Records drawn from a dataset

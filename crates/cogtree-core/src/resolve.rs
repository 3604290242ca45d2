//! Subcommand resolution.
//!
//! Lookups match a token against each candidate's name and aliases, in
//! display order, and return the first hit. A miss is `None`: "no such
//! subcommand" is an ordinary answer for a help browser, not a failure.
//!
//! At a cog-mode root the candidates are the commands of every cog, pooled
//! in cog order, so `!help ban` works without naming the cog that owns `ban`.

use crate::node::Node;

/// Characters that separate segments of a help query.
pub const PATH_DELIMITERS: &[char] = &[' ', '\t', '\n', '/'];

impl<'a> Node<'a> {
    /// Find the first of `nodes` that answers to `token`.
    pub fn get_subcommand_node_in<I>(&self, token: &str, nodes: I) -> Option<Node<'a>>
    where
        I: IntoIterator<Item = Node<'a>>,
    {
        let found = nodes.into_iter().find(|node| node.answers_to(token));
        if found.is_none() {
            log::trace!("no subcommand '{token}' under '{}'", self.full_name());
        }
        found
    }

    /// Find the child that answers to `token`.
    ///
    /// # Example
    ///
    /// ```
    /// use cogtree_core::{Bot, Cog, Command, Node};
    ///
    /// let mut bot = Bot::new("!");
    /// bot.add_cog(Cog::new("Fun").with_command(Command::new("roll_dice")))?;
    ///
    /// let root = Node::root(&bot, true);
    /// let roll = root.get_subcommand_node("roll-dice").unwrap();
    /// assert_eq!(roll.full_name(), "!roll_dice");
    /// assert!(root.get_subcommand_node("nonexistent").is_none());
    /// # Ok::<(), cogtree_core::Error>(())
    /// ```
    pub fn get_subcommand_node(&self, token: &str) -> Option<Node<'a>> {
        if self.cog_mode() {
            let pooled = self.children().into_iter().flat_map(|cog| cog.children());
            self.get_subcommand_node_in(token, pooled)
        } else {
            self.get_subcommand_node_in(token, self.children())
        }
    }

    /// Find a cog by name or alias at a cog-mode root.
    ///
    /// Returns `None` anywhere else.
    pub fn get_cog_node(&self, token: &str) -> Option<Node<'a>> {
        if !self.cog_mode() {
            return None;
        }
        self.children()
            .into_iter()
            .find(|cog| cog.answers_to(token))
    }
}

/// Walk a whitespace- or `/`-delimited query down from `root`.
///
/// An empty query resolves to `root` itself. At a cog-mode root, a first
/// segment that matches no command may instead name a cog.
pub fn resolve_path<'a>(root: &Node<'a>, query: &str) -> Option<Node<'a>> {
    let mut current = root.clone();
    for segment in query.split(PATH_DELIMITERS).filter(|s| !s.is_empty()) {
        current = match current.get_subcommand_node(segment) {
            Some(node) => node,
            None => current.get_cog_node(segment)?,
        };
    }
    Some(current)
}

=== Assignment ===
All records are to be restated exactly, from the first line to the last line.

=== Response ===
filename crates/cogtree-core/src/resolve.rs
repository 3604290242ca45d2
//! Subcommand resolution.
//!
//! Lookups match a token against each candidate's name and aliases, in
//! display order, and return the first hit. A miss is `None`: "no such
//! subcommand" is an ordinary answer for a help browser, not a failure.
//!
//! At a cog-mode root the candidates are the commands of every cog, pooled
//! in cog order, so `!help ban` works without naming the cog that owns `ban`.

use crate::node::Node;

/// Characters that separate segments of a help query.
pub const PATH_DELIMITERS: &[char] = &[' ', '\t', '\n', '/'];

impl<'a> Node<'a> {
    /// Find the first of `nodes` that answers to `token`.
    pub fn get_subcommand_node_in<I>(&self, token: &str, nodes: I) -> Option<Node<'a>>
    where
        I: IntoIterator<Item = Node<'a>>,
    {
        let found = nodes.into_iter().find(|node| node.answers_to(token));
        if found.is_none() {
            log::trace!("no subcommand '{token}' under '{}'", self.full_name());
        }
        found
    }

    /// Find the child that answers to `token`.
    ///
    /// # Example
    ///
    /// ```
    /// use cogtree_core::{Bot, Cog, Command, Node};
    ///
    /// let mut bot = Bot::new("!");
    /// bot.add_cog(Cog::new("Fun").with_command(Command::new("roll_dice")))?;
    ///
    /// let root = Node::root(&bot, true);
    /// let roll = root.get_subcommand_node("roll-dice").unwrap();
    /// assert_eq!(roll.full_name(), "!roll_dice");
    /// assert!(root.get_subcommand_node("nonexistent").is_none());
    /// # Ok::<(), cogtree_core::Error>(())
    /// ```
    pub fn get_subcommand_node(&self, token: &str) -> Option<Node<'a>> {
        if self.cog_mode() {
            let pooled = self.children().into_iter().flat_map(|cog| cog.children());
            self.get_subcommand_node_in(token, pooled)
        } else {
            self.get_subcommand_node_in(token, self.children())
        }
    }

    /// Find a cog by name or alias at a cog-mode root.
    ///
    /// Returns `None` anywhere else.
    pub fn get_cog_node(&self, token: &str) -> Option<Node<'a>> {
        if !self.cog_mode() {
            return None;
        }
        self.children()
            .into_iter()
            .find(|cog| cog.answers_to(token))
    }
}

/// Walk a whitespace- or `/`-delimited query down from `root`.
///
/// An empty query resolves to `root` itself. At a cog-mode root, a first
/// segment that matches no command may instead name a cog.
pub fn resolve_path<'a>(root: &Node<'a>, query: &str) -> Option<Node<'a>> {
    let mut current = root.clone();
    for segment in query.split(PATH_DELIMITERS).filter(|s| !s.is_empty()) {
        current = match current.get_subcommand_node(segment) {
            Some(node) => node,
            None => current.get_cog_node(segment)?,
        };
    }
    Some(current)
}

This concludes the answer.